River-class frigates were the first Royal Canadian Navy warships to carry the 147B Sword horizontal fan echo sonar transmitter in addition to the irregular ASDIC. This allowed the ship to maintain contact with targets even while firing unless a target was struck. Improved radar and direction-finding equipment improved the RCN's ability to find and track enemy submarines over the previous classes.
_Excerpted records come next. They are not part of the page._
use crate::classify::Classification;
use crate::gating::apply as apply_gating;
use crate::inject::ControlId;
use crate::inject::ControlRegistry;
use crate::inject::PriceControl;
use crate::inject::TotalDisplay;
use crate::recalc::RunningTotal;
use crate::recalc::recompute;
use crate::reconcile::ReconcileSchedule;
use crate::signature::SignatureImage;
use crate::signature::SignaturePlacement;
use crate::signature::SignatureStyle;
use chrono::Local;
use chrono::NaiveDate;
use pv_core::CheckedLine;
use pv_core::ProposalError;
use pv_core::ProposalResult;
use pv_core::SelectionSnapshot;
use pv_core::SignedResult;
use pv_dom::DomTree;
use pv_markup::parse_document;
use pv_markup::serialize_document;
use tracing::debug;
use tracing::info;
use tracing::warn;

/// Destination for a completed acceptance: the pricing backend plus an
/// archival copy of the annotated document.
pub trait AcceptanceSink {
    fn submit_signed(&mut self, signed: &SignedResult) -> ProposalResult<()>;
    fn archive_html(&mut self, html: &str) -> ProposalResult<()>;
}

/// A signature the customer has applied but not yet submitted.
#[derive(Debug, Clone)]
pub struct AppliedSignature {
    pub signer_name: String,
    pub style: SignatureStyle,
    pub image: SignatureImage,
    pub placement: SignaturePlacement,
}

/// One interactive proposal document and all of its annotation state.
pub struct ProposalView {
    tree: DomTree,
    snapshot: SelectionSnapshot,
    classification: Classification,
    registry: ControlRegistry,
    schedule: ReconcileSchedule,
    total: RunningTotal,
    signature: Option<AppliedSignature>,
}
Canada originally ordered the construction of 33 frigates in October 1941. The design was too big for the shipyards on the Great Lakes so all the frigates built in Canada were built in dockyards along the west coast or along the St. Lawrence River. In all Canada ordered the construction of 60 frigates including ten for the Royal Navy that transferred two to the United States Navy.

==Service history==
Lauzon arrived at Halifax in mid-October and in November spent three weeks working up in Bermuda. She arrived at St. John's on 30 November to join the Mid-Ocean Escort Force (MOEF) escort group EG C-6. Lauzon was employed from there on as a trans-Atlantic convoy escort until the end of hostilities in Europe. She returned to Canada in June 1945 and that summer was employed as a troop carrier between St. John's and Quebec City. Following the Surrender of Japan, Lauzon was paid off on 7 November 1945 and laid up in reserve at Shelburne, Nova Scotia.

===Postwar service===
Lauzon was purchased in 1946 by Marine Industries Ltd. Due to a belief in an increased threat by Soviet submarines, the RCN reactivated 21 frigates to combat it. The RCN reacquired Lauzon in 1951 for conversion to a Prestonian-class ocean escort. This meant a flush-decked appearance aft, with a larger bridge and taller funnel. Her hull forward was strengthened against ice and the quarterdeck was enclosed to contain two Squid anti-submarine mortars.

Lauzon was recommissioned at Sorel, Quebec on 12 December 1953 with the new pennant 322, and assumed a training role on the east coast. The frigate was made a part of the First Canadian Escort Squadron in December 1953. In April 1954, the First Canadian Escort Squadron deployed to the Caribbean Sea for a training cruise, making several port visits. In September and October, the First Canadian Escort Squadron took part in the NATO naval exercises before performing a two-month training cruise in the Mediterranean Sea, making several port visits. Lauzon did not take part in the NATO exercises, having undergone equipment repairs in the United Kingdom and rejoined the squadron after it had departed for the Mediterranean. The squadron returned to Canada on 10 December 1954.

In 1961, the frigate was a member of the Ninth Canadian Escort Squadron. In June 1961, Lauzon toured the Great Lakes, making several port visits.

She was paid off on 24 May 1963. She was sold the following year to a Toronto buyer and scrapped.